Мир продолжал оставаться ему чужим, подчас враждебным, иногда – страшным, несмотря на то, что Чайковский привлекал к себе людей: с первых московских месяцев он заметил это. В этом повинны были и внешность его – все более и более становившаяся приятной, почти красивой, и мягкое, чаровавшее людей обращение с ними – словно он хранил в себе тайный источник какой-то высокой, утонченной породы, так что сравнительно с ним простоватые и ребячливые его приятели казались грубоватыми дикарями, среди которых он, словно не касаясь их, проходил “стеклянным мальчиком” боткинской поры, уже, впрочем, не мальчиком, а вполне взрослым человеком.
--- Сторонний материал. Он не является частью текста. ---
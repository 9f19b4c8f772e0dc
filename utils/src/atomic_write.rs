//! Atomic file write helpers.
//!
//! Bytes go to a temp file in the destination directory, which is then renamed
//! over the target. Where rename-over-existing fails, the old file is moved to
//! `<name>.bak` first and restored if the second rename fails too.

use std::fs;
use std::io::{self, Write};
use std::path::Path;

use tempfile::NamedTempFile;
use tracing::{debug, warn};

#[derive(Debug, Clone, Copy, PartialEq, Eq)]
pub enum FileSyncPolicy {
    SyncAll,
    SkipSync,
}

/// What to do when the destination already exists.
#[derive(Debug, Clone, Copy, PartialEq, Eq, Default)]
pub enum ExistingFile {
    #[default]
    Replace,
    /// Fail with `AlreadyExists` instead of overwriting.
    Refuse,
}

#[derive(Debug, Clone, Copy)]
pub struct AtomicWriteOptions {
    pub file_sync: FileSyncPolicy,
    pub existing: ExistingFile,
    /// Unix permission bits for the final file. `None` keeps the umask default.
    pub mode: Option<u32>,
}

impl Default for AtomicWriteOptions {
    fn default() -> Self {
        Self {
            file_sync: FileSyncPolicy::SyncAll,
            existing: ExistingFile::Replace,
            mode: None,
        }
    }
}

impl AtomicWriteOptions {
    /// For files that must never clobber an earlier one, like timestamped exports.
    #[must_use]
    pub fn create_new() -> Self {
        Self {
            existing: ExistingFile::Refuse,
            ..Self::default()
        }
    }
}

/// Restore `path` from `path.bak` left behind by an interrupted replace.
pub fn recover_bak_file(path: &Path) {
    let backup = path.with_extension("bak");
    if !path.exists() && backup.exists() {
        match fs::rename(&backup, path) {
            Ok(()) => warn!(
                path = %path.display(),
                "Recovered .bak file from interrupted atomic write"
            ),
            Err(e) => warn!(path = %path.display(), "Failed to recover .bak file: {e}"),
        }
    }
}

/// Create the parent directory of `path` if it is missing.
pub fn ensure_parent_dir(path: &Path) -> io::Result<()> {
    match path.parent() {
        Some(parent) if !parent.as_os_str().is_empty() => fs::create_dir_all(parent),
        _ => Ok(()),
    }
}

pub fn atomic_write(path: impl AsRef<Path>, bytes: &[u8]) -> io::Result<()> {
    atomic_write_with_options(path, bytes, AtomicWriteOptions::default())
}

pub fn atomic_write_with_options(
    path: impl AsRef<Path>,
    bytes: &[u8],
    options: AtomicWriteOptions,
) -> io::Result<()> {
    let path = path.as_ref();
    let parent = match path.parent() {
        Some(parent) if !parent.as_os_str().is_empty() => parent,
        _ => Path::new("."),
    };

    let mut tmp = NamedTempFile::new_in(parent)?;
    tmp.write_all(bytes)?;
    if options.file_sync == FileSyncPolicy::SyncAll {
        tmp.as_file().sync_all()?;
    }

    match options.existing {
        ExistingFile::Refuse => {
            tmp.persist_noclobber(path).map_err(|err| err.error)?;
        }
        ExistingFile::Replace => {
            if let Err(err) = tmp.persist(path) {
                if !path.exists() {
                    return Err(err.error);
                }
                let backup = path.with_extension("bak");
                let _ = fs::remove_file(&backup);
                fs::rename(path, &backup)?;
                if let Err(retry) = err.file.persist(path) {
                    let _ = fs::rename(&backup, path);
                    return Err(retry.error);
                }
                if let Err(e) = fs::remove_file(&backup) {
                    warn!(
                        path = %backup.display(),
                        "Failed to remove .bak after atomic write: {e}"
                    );
                }
            }
        }
    }

    apply_mode(path, options.mode)?;
    debug!(path = %path.display(), bytes = bytes.len(), "Atomic write complete");
    Ok(())
}

#[cfg(unix)]
fn apply_mode(path: &Path, mode: Option<u32>) -> io::Result<()> {
    use std::os::unix::fs::PermissionsExt;

    if let Some(mode) = mode {
        fs::set_permissions(path, fs::Permissions::from_mode(mode))?;
    }
    Ok(())
}

#[cfg(not(unix))]
fn apply_mode(_path: &Path, _mode: Option<u32>) -> io::Result<()> {
    Ok(())
}

#[cfg(test)]
mod tests {
    use std::fs;
    use std::io::ErrorKind;
    use std::path::Path;

    use super::{
        AtomicWriteOptions, FileSyncPolicy, atomic_write, atomic_write_with_options,
        ensure_parent_dir, recover_bak_file,
    };

    fn fast() -> AtomicWriteOptions {
        AtomicWriteOptions {
            file_sync: FileSyncPolicy::SkipSync,
            ..AtomicWriteOptions::default()
        }
    }

    #[test]
    fn overwrites_existing_and_cleans_backup() {
        let dir = tempfile::tempdir().expect("tempdir");
        let path = dir.path().join("config.toml");

        atomic_write_with_options(&path, b"one", fast()).expect("write one");
        atomic_write_with_options(&path, b"two", fast()).expect("write two");

        assert_eq!(fs::read_to_string(&path).expect("read"), "two");
        assert!(!path.with_extension("bak").exists());
    }

    #[test]
    fn create_new_refuses_to_clobber() {
        let dir = tempfile::tempdir().expect("tempdir");
        let path = dir.path().join("run.json");
        atomic_write(&path, b"first").expect("first write");

        let err = atomic_write_with_options(&path, b"second", AtomicWriteOptions::create_new())
            .expect_err("second write must fail");
        assert_eq!(err.kind(), ErrorKind::AlreadyExists);
        assert_eq!(fs::read_to_string(&path).expect("read"), "first");
    }

    #[test]
    fn recovers_backup_when_target_is_missing() {
        let dir = tempfile::tempdir().expect("tempdir");
        let path = dir.path().join("config.toml");
        fs::write(path.with_extension("bak"), "saved").expect("write bak");

        recover_bak_file(&path);
        assert_eq!(fs::read_to_string(&path).expect("read"), "saved");
        assert!(!path.with_extension("bak").exists());
    }

    #[test]
    fn ensure_parent_dir_creates_nested_dirs() {
        let dir = tempfile::tempdir().expect("tempdir");
        let path = dir.path().join("a").join("b").join("out.csv");
        ensure_parent_dir(&path).expect("create dirs");
        assert!(path.parent().unwrap().is_dir());
        ensure_parent_dir(Path::new("bare.txt")).expect("no parent");
    }

    #[cfg(unix)]
    #[test]
    fn applies_unix_permissions_when_configured() {
        use std::os::unix::fs::PermissionsExt;

        let dir = tempfile::tempdir().expect("tempdir");
        let path = dir.path().join("private.toml");
        let opts = AtomicWriteOptions {
            mode: Some(0o600),
            ..fast()
        };
        atomic_write_with_options(&path, b"secret", opts).expect("write");

        let mode = fs::metadata(&path).expect("metadata").permissions().mode() & 0o777;
        assert_eq!(mode, 0o600);
    }
}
Людям нравилось в нем то, что каждый мог быть уверен:
То, что было в нем твердым, своим, что крепло и береглось им от всех, – было творчество. В душе поднималось возбуждение столь сильное, что только природная исключительная его работоспособность могла удовлетворить ее: здесь, сейчас, без промедления, вкусить всю сладость, весь восторг, осуществить свои вдохновения, сперва облиться потом труда, потом – слезами блаженства, – таково было единственное подлинное, терпкое и сладкое счастье этого человека. И пусть Петербург проводил его с таким ледяным равнодушием, пусть Николай Григорьевич с усмешкой встречает утром то, что было им написано ночью, он своего не отдаст, не уступит никогда.